But he had gained his point, and, as he was taken home to poor Mr. Longestaffe's house in Bruton Street, was intolerable. Lord Alfred tried to escape after putting Madame Melmotte and her daughter into the carriage, but Melmotte insisted on his presence. "You might as well come, Alfred;—there are two or three things I must settle before I go to bed."

"I'm about knocked up," said the unfortunate man.
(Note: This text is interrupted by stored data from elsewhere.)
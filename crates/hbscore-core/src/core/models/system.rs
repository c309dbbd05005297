use super::atom::Atom;
use super::chain::{Chain, ChainType};
use super::ids::{ChainId, ResidueId};
use super::membrane::MembraneGeometry;
use super::residue::{ChemistryError, Residue, ResidueType};
use slotmap::SlotMap;
use std::collections::HashMap;

/// Represents a complete molecular system with chains and residues.
///
/// Residues own their atoms. Besides the stable slotmap IDs, every residue has a
/// sequence position (`seqpos`), the 0-based index in the order residues were
/// added; per-residue scoring arrays are indexed by it.
#[derive(Debug, Clone, Default)]
pub struct MolecularSystem {
    /// Primary storage for residues using a slot map for efficient ID management.
    residues: SlotMap<ResidueId, Residue>,
    /// Primary storage for chains using a slot map for efficient ID management.
    chains: SlotMap<ChainId, Chain>,
    /// Residue IDs in sequence order.
    sequence: Vec<ResidueId>,
    /// Lookup map for finding residues by chain ID and residue number.
    residue_id_map: HashMap<(ChainId, isize), ResidueId>,
    /// Lookup map for finding chains by their single-character identifier.
    chain_id_map: HashMap<char, ChainId>,
    /// Optional implicit membrane the structure is embedded in.
    membrane: Option<MembraneGeometry>,
}

impl MolecularSystem {
    /// Creates a new, empty molecular system.
    pub fn new() -> Self {
        Self::default()
    }

    /// Retrieves an immutable reference to a residue by its ID.
    pub fn residue(&self, id: ResidueId) -> Option<&Residue> {
        self.residues.get(id)
    }

    /// Retrieves a mutable reference to a residue by its ID.
    pub fn residue_mut(&mut self, id: ResidueId) -> Option<&mut Residue> {
        self.residues.get_mut(id)
    }

    /// Returns an iterator over all residues in sequence order.
    ///
    /// # Return
    ///
    /// An iterator yielding `(ResidueId, &Residue)` pairs.
    pub fn residues_iter(&self) -> impl Iterator<Item = (ResidueId, &Residue)> {
        self.sequence.iter().map(|&id| (id, &self.residues[id]))
    }

    /// Returns the residue at a sequence position.
    pub fn residue_at(&self, seqpos: usize) -> Option<&Residue> {
        self.sequence.get(seqpos).map(|&id| &self.residues[id])
    }

    /// Returns the ID of the residue at a sequence position.
    pub fn residue_id_at(&self, seqpos: usize) -> Option<ResidueId> {
        self.sequence.get(seqpos).copied()
    }

    /// Number of residues in the system.
    pub fn total_residue(&self) -> usize {
        self.sequence.len()
    }

    pub fn is_empty(&self) -> bool {
        self.sequence.is_empty()
    }

    /// Retrieves an immutable reference to a chain by its ID.
    pub fn chain(&self, id: ChainId) -> Option<&Chain> {
        self.chains.get(id)
    }

    /// Finds a chain ID by its single-character identifier.
    pub fn find_chain_by_id(&self, id: char) -> Option<ChainId> {
        self.chain_id_map.get(&id).copied()
    }

    /// Finds a residue ID by its chain ID and residue number.
    pub fn find_residue_by_id(
        &self,
        chain_id: ChainId,
        residue_number: isize,
    ) -> Option<ResidueId> {
        self.residue_id_map
            .get(&(chain_id, residue_number))
            .copied()
    }

    /// Adds a new chain to the system or returns the existing one.
    ///
    /// This method is idempotent; if a chain with the given ID already exists,
    /// it returns the existing chain ID without creating a duplicate.
    pub fn add_chain(&mut self, id: char, chain_type: ChainType) -> ChainId {
        *self.chain_id_map.entry(id).or_insert_with(|| {
            let chain = Chain::new(id, chain_type);
            self.chains.insert(chain)
        })
    }

    /// Adds a new residue to the end of the sequence or returns the existing one.
    ///
    /// # Return
    ///
    /// Returns `Some(ResidueId)` if successful, otherwise `None` (if the chain doesn't exist).
    pub fn add_residue(
        &mut self,
        chain_id: ChainId,
        residue_number: isize,
        name: &str,
        residue_type: Option<ResidueType>,
    ) -> Option<ResidueId> {
        let chain = self.chains.get_mut(chain_id)?;
        let key = (chain_id, residue_number);

        if let Some(&existing) = self.residue_id_map.get(&key) {
            return Some(existing);
        }

        let mut residue = Residue::new(
            residue_number,
            name,
            chain_id,
            chain.chain_type,
            residue_type,
        );
        residue.seqpos = self.sequence.len();
        let residue_id = self.residues.insert(residue);
        self.residue_id_map.insert(key, residue_id);
        self.sequence.push(residue_id);
        chain.residues.push(residue_id);

        Some(residue_id)
    }

    /// Adds an atom to a residue and returns its residue-local index.
    pub fn add_atom_to_residue(&mut self, residue_id: ResidueId, atom: Atom) -> Option<usize> {
        let residue = self.residues.get_mut(residue_id)?;
        Some(residue.add_atom(atom))
    }

    /// Adds a covalent bond between two atoms of the same residue.
    pub fn add_bond(&mut self, residue_id: ResidueId, a: usize, b: usize) -> Option<()> {
        self.residues.get_mut(residue_id)?.add_bond(a, b)
    }

    pub fn membrane(&self) -> Option<&MembraneGeometry> {
        self.membrane.as_ref()
    }

    pub fn set_membrane(&mut self, membrane: Option<MembraneGeometry>) {
        self.membrane = membrane;
    }

    /// Refreshes the derived data of every residue.
    ///
    /// # Errors
    ///
    /// Propagates the first [`ChemistryError`] raised by a residue.
    pub fn refresh(&mut self) -> Result<(), ChemistryError> {
        for &id in &self.sequence {
            self.residues[id].refresh()?;
        }
        Ok(())
    }
}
"Knocked up, nonsense! Think what I've been through. I've been all day at the hardest work a man can do." Had he as usual got in first, leaving his man-of-all-work to follow, the man-of-all-work would have escaped. Melmotte, fearing such defection, put his hand on Lord Alfred's shoulder, and the poor fellow was beaten. As they were taken home a continual sound of cock-crowing was audible, but as the words were not distinguished they required no painful attention; but when the soda water and brandy and cigars made their appearance in Mr. Longestaffe's own back room, then the trumpet was sounded with a full blast. "I mean to let the fellows know what's what," said Melmotte, walking about the room. Lord Alfred had thrown himself into an arm-chair, and was consoling himself as best he might with tobacco. "Give and take is a very good motto. If I scratch their back, I mean them to scratch mine. They won't find many people to spend ten thousand pounds in entertaining a guest of the country's as a private enterprise. I don't know of any other man of business who could do it, or would do it. It's not much any of them can do for me. Thank God, I don't want 'em. But if consideration is to be shown to anybody, I intend to be considered. The Prince treated me very scurvily, Alfred, and I shall take an opportunity of telling him so on Monday. I suppose a man may be allowed to speak to his own guests."
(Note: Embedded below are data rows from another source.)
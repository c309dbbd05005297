use super::cache::TrieCollection;
use super::config::{HBondOptions, MembraneMode};
use super::error::EngineError;
use super::hbond_set::HBondSet;
use crate::core::forcefield::params::HBondDatabase;
use crate::core::models::membrane::MembraneGeometry;
use crate::core::models::system::MolecularSystem;
use tracing::debug;

/// Everything one scoring round derives from the structure before any pair
/// is evaluated.
///
/// The method itself stays immutable; the membrane geometry, the hydrogen-bond
/// set and the packing tries travel here instead.
#[derive(Debug, Clone, Default)]
pub struct ScoringContext {
    hbond_set: HBondSet,
    membrane: Option<MembraneGeometry>,
    minimizing: bool,
    tries: Option<TrieCollection>,
}

impl ScoringContext {
    /// Resolves the membrane and runs the backbone pass over `system`.
    ///
    /// # Errors
    ///
    /// Returns [`EngineError::MissingMembrane`] when framework membrane
    /// scoring is requested for a structure without membrane geometry.
    pub fn new(
        system: &MolecularSystem,
        options: &HBondOptions,
        database: &HBondDatabase,
    ) -> Result<Self, EngineError> {
        let membrane = resolve_membrane(system, options.membrane)?;
        let hbond_set = HBondSet::setup(system, options, database, membrane.as_ref());
        Ok(Self {
            hbond_set,
            membrane,
            minimizing: false,
            tries: None,
        })
    }

    #[inline]
    pub fn hbond_set(&self) -> &HBondSet {
        &self.hbond_set
    }

    #[inline]
    pub fn membrane(&self) -> Option<&MembraneGeometry> {
        self.membrane.as_ref()
    }

    #[inline]
    pub fn is_minimizing(&self) -> bool {
        self.minimizing
    }

    #[inline]
    pub fn tries(&self) -> Option<&TrieCollection> {
        self.tries.as_ref()
    }

    pub(crate) fn hbond_set_mut(&mut self) -> &mut HBondSet {
        &mut self.hbond_set
    }

    pub(crate) fn set_minimizing(&mut self, minimizing: bool) {
        self.minimizing = minimizing;
    }

    pub(crate) fn set_tries(&mut self, tries: TrieCollection) {
        self.tries = Some(tries);
    }

    pub(crate) fn tries_mut(&mut self) -> Option<&mut TrieCollection> {
        self.tries.as_mut()
    }
}

fn resolve_membrane(
    system: &MolecularSystem,
    mode: MembraneMode,
) -> Result<Option<MembraneGeometry>, EngineError> {
    let membrane = match mode {
        MembraneMode::None => None,
        MembraneMode::Implicit => Some(system.membrane().copied().unwrap_or_default()),
        MembraneMode::Framework => Some(
            system
                .membrane()
                .copied()
                .ok_or(EngineError::MissingMembrane)?,
        ),
    };
    if let Some(membrane) = &membrane {
        debug!(
            ?mode,
            thickness = membrane.thickness,
            steepness = membrane.steepness,
            "Scoring with membrane weights."
        );
    }
    Ok(membrane)
}

#[cfg(test)]
mod tests {
    use super::*;
    use crate::engine::config::HBondOptionsBuilder;
    use crate::engine::test_utils::{backbone_pair, database};
    use nalgebra::{Point3, Vector3};

    #[test]
    fn no_membrane_mode_ignores_system_membrane() {
        let mut fixture = backbone_pair(0, true, false);
        fixture.system.set_membrane(Some(MembraneGeometry::default()));
        let context = ScoringContext::new(&fixture.system, &HBondOptions::default(), &database()).unwrap();
        assert!(context.membrane().is_none());
        assert_eq!(context.hbond_set().nhbonds(), 1);
        assert!(!context.is_minimizing());
        assert!(context.tries().is_none());
    }

    #[test]
    fn implicit_membrane_falls_back_to_default_geometry() {
        let fixture = backbone_pair(0, true, false);
        let options = HBondOptionsBuilder::new()
            .membrane(MembraneMode::Implicit)
            .build()
            .unwrap();
        let context = ScoringContext::new(&fixture.system, &options, &database()).unwrap();
        assert_eq!(context.membrane(), Some(&MembraneGeometry::default()));
    }

    #[test]
    fn framework_membrane_uses_system_geometry_or_fails() {
        let mut fixture = backbone_pair(0, true, false);
        let options = HBondOptionsBuilder::new()
            .membrane(MembraneMode::Framework)
            .build()
            .unwrap();
        assert!(matches!(
            ScoringContext::new(&fixture.system, &options, &database()),
            Err(EngineError::MissingMembrane)
        ));

        let geometry = MembraneGeometry::new(Point3::new(0.0, 0.0, 5.0), Vector3::x(), 12.0, 8.0);
        fixture.system.set_membrane(Some(geometry));
        let context = ScoringContext::new(&fixture.system, &options, &database()).unwrap();
        assert_eq!(context.membrane(), Some(&geometry));
    }
}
"You might turn the election against you if you said anything the Prince didn't like."

"D—— the election, sir. I stand before the electors of Westminster as a man of business, not as a courtier,—as a man who understands commercial enterprise, not as one of the Prince's toadies. Some of you fellows in England don't realise the matter yet; but I can tell you that I think myself quite as great a man as any Prince." Lord Alfred looked at him, with strong reminiscences of the old ducal home, and shuddered. "I'll teach them a lesson before long. Didn't I teach 'em a lesson to-night,—eh? They tell me that Lord De Griffin has sixty thousand a-year to spend. What's sixty thousand a year? Didn't I make him go on my business? And didn't I make 'em do as I chose? You want to tell me this and that, but I can tell you that I know more of men and women than some of you fellows do, who think you know a great deal."

This went on through the whole of a long cigar; and afterwards, as Lord Alfred slowly paced his way back to his lodgings in Mount Street, he thought deeply whether there might not be means of escaping from his present servitude. "Beast! Brute! Pig!" he said to himself over and over again as he slowly went to Mount Street.

CHAPTER LV.

CLERICAL CHARITIES.

Melmotte's success, and Melmotte's wealth, and Melmotte's antecedents were much discussed down in Suffolk at this time. He had been seen there in the flesh, and there is no believing like that which comes from sight. He had been staying at Caversham, and many in those parts knew that Miss Longestaffe was now living in his house in London. The purchase of the Pickering estate had also been noticed in all the Suffolk and Norfolk newspapers. Rumours, therefore, of his past frauds, rumour also as to the instability of his presumed fortune, were as current as those which declared him to be by far the richest man in England. Miss Melmotte's little attempt had also been communicated in the papers; and Sir Felix, though he was not recognised as being "real Suffolk" himself, was so far connected with Suffolk by name as to add something to this feeling of reality respecting the Melmottes generally. Suffolk is very old-fashioned. Suffolk, taken as a whole, did not like the Melmotte fashion. Suffolk, which is, I fear, persistently and irrecoverably Conservative, did not believe in Melmotte as a Conservative Member of Parliament. Suffolk on this occasion was rather ashamed of the Longestaffes, and took occasion to remember that it was barely the other day, as Suffolk counts days, since the original Longestaffe was in trade. This selling of Pickering, and especially the selling of it to Melmotte, was a mean thing. Suffolk, as a whole, thoroughly believed that Melmotte had picked the very bones of every shareholder in that Franco-Austrian Assurance Company.